From: Identification of two pathways mediating protein targeting from ER to lipid droplets
a, Western blot analysis of fractions of wildtype cells upon RNAi and LD induction. GPAT4 amounts remain the same or increase in membrane fractions but decrease in LD fractions upon depletion of membrane-fusion machinery components. Left: protein targets; right: ladder positions. I = Input (whole-cell lysate), S = soluble fraction. GPAT4 band intensities in membrane fractions: LacZ (1.00), Trs20 (2.25 ± 0.58), Rab1* (2.62 ± 1.04), Rint1 (2.11 ± 0.25), Syx5** (3.07 ± 0.40), and Bet1 (2.17 ± 0.28) (mean ± SD, n = 3).
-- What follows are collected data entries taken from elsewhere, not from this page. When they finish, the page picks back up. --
impl<P: Platform> EventStatusCheck<P> {
    pub const fn new(platform: P, config: Config) -> Self {
        Self {
            platform,
            config,
            shared: Shared::new(),
        }
    }

    pub fn platform(&self) -> &P {
        &self.platform
    }

    pub fn config(&self) -> &Config {
        &self.config
    }

    /// Run the test on the last non-secure watchdog and publish the outcome.
    pub fn run(&'static self) -> TestOutcome {
        let outcome = match non_secure_watchdogs(&self.platform).next() {
            Some((index, info)) => self.run_with(index, info),
            None => {
                log::error!("No non-secure Watchdogs reported");
                TestOutcome::Fail
            }
        };

        let pe_index = self.platform.pe_index();
        log::info!(
            "test {:03} ({}) on PE {pe_index}: {outcome}",
            META.id,
            META.name
        );
        self.platform.set_test_status(pe_index, outcome);
        outcome
    }

    /// Run the test on the watchdog at `index` without publishing the outcome.
    pub fn run_on_watchdog(&'static self, index: usize) -> TestOutcome {
        match self.platform.watchdog_info(index) {
            Some(info) if !info.is_secure => self.run_with(index, info),
            Some(_) => {
                log::error!("Watchdog {index} is secure");
                TestOutcome::Fail
            }
            None => {
                log::error!("No watchdog at index {index}");
                TestOutcome::Fail
            }
        }
    }

    fn run_with(&'static self, index: usize, info: WatchdogInfo) -> TestOutcome {
        self.shared.outcome.reset();
        self.shared.handler_done.reset(&self.platform);

        let mut held = Held::Nothing;
        let result = self.sequence(index, info, &mut held);

        // Combine with whatever the handler has found
        let outcome = result
            .err()
            .unwrap_or(TestOutcome::Pass)
            .worse(self.shared.outcome.get());

        self.teardown(held, outcome);
        outcome
    }

    /// Drive the event through its lifecycle. `held` is updated as resources
    /// are acquired and released.
    fn sequence(
        &'static self,
        index: usize,
        info: WatchdogInfo,
        held: &mut Held,
    ) -> Result<(), TestOutcome> {
        let p = &self.platform;
        let int_id = info.gsiv;
        log::debug!("WS0 interrupt id: {int_id}");

        let ctrl_base = p.pa_to_va(info.ctrl_base).map_err(|MapError| {
            log::error!("Watchdog {index} frame {:?} mapping failed", info.ctrl_base);
            TestOutcome::Fail
        })?;
        self.shared.watchdog.set(index, ctrl_base);
        *held = Held::Mapping;

        p.disable_interrupt(int_id).map_err(|BadInterruptError| {
            log::error!("Interrupt {int_id} disable failed");
            TestOutcome::Fail
        })?;

        let event_num = p.interrupt_bind(int_id).map_err(|e| {
            log::error!("SPI intr number {int_id} bind failed with err {e:?}");
            TestOutcome::Fail
        })?;
        *held = Held::Binding;
        self.shared.event.set(Event {
            event_num,
            is_bound_irq: true,
        });
        p.data_cache_clean_invalidate(self.shared.event.addr());

        // Check 1 - Handler-Unregistered State
        let status = self.query_status(event_num, "Handler-Unregistered")?;
        if status.contains(EventStatus::REGISTERED) {
            log::error!("SDEI_EVENT_STATUS register bit mismatch, found = {status:?}");
            return Err(TestOutcome::Fail);
        }

        let handler = EventHandler {
            entry: handler_trampoline::<P>,
            arg: self as *const Self as usize,
        };
        // Safety: `self` is `'static`, so it outlives the registration
        unsafe { p.event_register(event_num, handler, Routing::Any) }.map_err(|e| {
            log::error!("SDEI evt {event_num} register fail with err {e:?}");
            TestOutcome::Fail
        })?;
        *held = Held::Registration;

        // Check 2 - Handler-Registered State
        let status = self.query_status(event_num, "Handler-Registered")?;
        if !status.contains(EventStatus::REGISTERED) {
            log::error!("SDEI_EVENT_STATUS register bit mismatch, found = {status:?}");
            return Err(TestOutcome::Fail);
        }
        if status.contains(EventStatus::ENABLED) {
            log::error!("SDEI_EVENT_STATUS enable bit set before enabling, found = {status:?}");
            return Err(TestOutcome::Fail);
        }

        p.event_enable(event_num).map_err(|e| {
            log::error!("SDEI event enable failed with err {e:?}");
            TestOutcome::Fail
        })?;

        // Check 3 - Handler-Enabled State
        let status = self.query_status(event_num, "Handler-Enabled")?;
        if !status.contains(EventStatus::ENABLED) {
            log::error!("SDEI_EVENT_STATUS enable bit mismatch, found = {status:?}");
            return Err(TestOutcome::Fail);
        }

        // Generate the watchdog interrupt. Checks 4 and 5 happen in
        // `handle_event`.
        p.set_ws0(ctrl_base, index, self.config.timer_expire_ticks);

        let wait = spin_until(self.config.interrupt_timeout, || {
            self.shared.handler_done.observe(p)
        });
        if wait.is_err() {
            log::error!("Watchdog interrupt trigger failed");
            p.set_ws0(ctrl_base, index, 0);
            return Err(TestOutcome::Fail);
        }

        // The handler has requested unregistration. Wait for the dispatcher
        // to complete the event.
        let mut last_status = None;
        let mut num_query_errors = 0u64;
        let settle = spin_until(self.config.settle_timeout, || {
            match p.event_status(event_num) {
                Ok(status) => {
                    last_status = Some(status);
                    !status.contains(EventStatus::RUNNING)
                }
                Err(e) => {
                    if num_query_errors == 0 {
                        log::error!("SDEI event {event_num} status failed err {e:?}");
                    }
                    num_query_errors += 1;
                    false
                }
            }
        });
        if num_query_errors > 1 {
            log::warn!("SDEI event {event_num} status failed {num_query_errors} times");
        }

        if self.shared.outcome.get() != TestOutcome::Pass {
            // The handler has already failed the test. The final state says
            // nothing more, so only decide how far to unwind.
            if matches!(last_status, Some(status) if !status.contains(EventStatus::REGISTERED)) {
                *held = Held::Binding;
            }
            return Err(TestOutcome::Fail);
        }

        match last_status {
            None => {
                log::error!("SDEI event {event_num} status could not be determined");
                return Err(TestOutcome::Error);
            }
            Some(status) if status.contains(EventStatus::REGISTERED) => {
                log::error!(
                    "SDEI event {event_num} is still registered after the handler \
                    unregistered it, found = {status:?}"
                );
                return Err(TestOutcome::Error);
            }
            Some(status) => {
                if settle.is_err() {
                    log::warn!("SDEI event {event_num} did not stop running, found = {status:?}");
                }
            }
        }

        // The handler's unregistration has taken effect
        *held = Held::Binding;

        let release = p.interrupt_release(event_num);
        *held = Held::Mapping;
        release.map_err(|e| {
            log::error!("Event num {event_num} release failed :err {e:?}");
            TestOutcome::Fail
        })
    }

    /// Query the event status, failing the test if the query itself fails.
    fn query_status(&self, event_num: EventNum, state: &str) -> Result<EventStatus, TestOutcome> {
        self.platform.event_status(event_num).map_err(|e| {
            log::error!("{state} state check failed with err {e:?}");
            TestOutcome::Fail
        })
    }

    /// Release everything at or below `held`. Failures are only logged.
    fn teardown(&self, held: Held, outcome: TestOutcome) {
        let p = &self.platform;
        let event_num = self.shared.event.get().event_num;

        if held >= Held::Registration {
            match p.event_unregister(event_num) {
                Ok(Unregistration::Complete) => {}
                Ok(Unregistration::Pending) => {
                    log::warn!("SDEI event {event_num} unregister is pending");
                }
                Err(e) => {
                    log::error!("SDEI event {event_num} unregister failed :err {e:?}");
                }
            }
        }

        if held >= Held::Binding {
            if outcome == TestOutcome::Error {
                // The event's state is unknown
                log::warn!("Not releasing event number {event_num}");
            } else if let Err(e) = p.interrupt_release(event_num) {
                log::error!("Event number {event_num} release failed with err {e:?}");
            }
        }

        if held >= Held::Mapping {
            let (_, ctrl_base) = self.shared.watchdog.get();
            p.va_free(ctrl_base);
        }
    }

    /// The event handler body. Runs in the interrupt context.
    fn handle_event(&self) {
        let p = &self.platform;
        let (index, ctrl_base) = self.shared.watchdog.get();

        // Stop the watchdog before anything else so that it doesn't fire again
        p.set_ws0(ctrl_base, index, 0);

        p.data_cache_invalidate(self.shared.event.addr());
        let event_num = self.shared.event.get().event_num;

        // Check 4 - Handler-Enabled & Running State
        self.expect_running(event_num, "Handler-Enabled & Running");

        match p.event_unregister(event_num) {
            Ok(Unregistration::Pending) => {}
            other => {
                log::error!("Unregister-Pending check failed, found = {other:?}");
                self.shared.outcome.fail();
            }
        }

        // Check 5 - Handler-Unregister Pending State
        let status = self.expect_running(event_num, "Handler-Unregister Pending");
        if matches!(status, Some(status) if !status.is_unregister_pending()) {
            log::warn!("SDEI event {event_num} still reports REGISTERED, found = {status:?}");
        }

        // Always signal, or the test sequence would wait for the full budget
        self.shared.handler_done.publish(p);
    }

    /// Check that the event is running. Returns the status if the query
    /// succeeded.
    fn expect_running(&self, event_num: EventNum, state: &str) -> Option<EventStatus> {
        match self.platform.event_status(event_num) {
            Ok(status) if status.contains(EventStatus::RUNNING) => {
                log::debug!("{state}: {status:?}");
                Some(status)
            }
            Ok(status) => {
                log::error!("SDEI_EVENT_STATUS running bit mismatch, found value = {status:?}");
                self.shared.outcome.fail();
                Some(status)
            }
            Err(e) => {
                log::error!("{state} check failed with err {e:?}");
                self.shared.outcome.fail();
                None
            }
        }
    }
}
One-way ANOVA with Bonferroni correction, *p = 0.0455, **p = 0.0074, compared to LacZ. b, HSD17B11 requires membrane-fusion machinery components for LD targeting. Confocal imaging of live wildtype cells transiently transfected with HSD17B11-EGFP upon RNAi of fusion machinery, followed by a 20-hr incubation in oleate-containing medium. Scale bar, 5 and 1 μm (inlay). c, Bar graph showing percentage of cells with LD targeting (defined as those with >2 LDs with protein targeting) from the imaging experiment in b. Mean ± SD, n = 6 experiments for LacZ RNAi and 3 experiments for the rest (12–17 cells each). One-way ANOVA with Bonferroni correction, #p < 0.0001, compared to LacZ. d, e, Bar graph showing percentage of cells for a given number of LDs with HSD17B11-EGFP targeting upon RNAi of membrane-fusion machinery. Representative images in b. f, Depletion of specific Rab, membrane-tethering complex components, and SNAREs does not impair targeting of Ubxd8 (early ER-to-LD targeting) or CGI-58 and CCT1 (cytosol-to-LD targeting). Confocal imaging of live wildtype cells transiently transfected with EGFP- or mCherry-tagged constructs upon RNAi of fusion machinery, followed by a 20-hr incubation in oleate-containing medium. Scale bar, 5 and 1 μm (inlay). g, Bar graph showing targeting ratios from the imaging experiment in f. Mean ± SD, n = (left to right; top to bottom) 85, 35, 34, 36, 36, 34; 74, 33, 33, 31, 33, 31; 54, 36, 32, 33, 29, 32 cells examined over 3 independent experiments. For mCherry-CCT1, nuclear signal was excluded from the calculation. One-way ANOVA with Bonferroni correction, #p < 0.0001, compared to LacZ. Source numerical data and unprocessed blots are available in source data.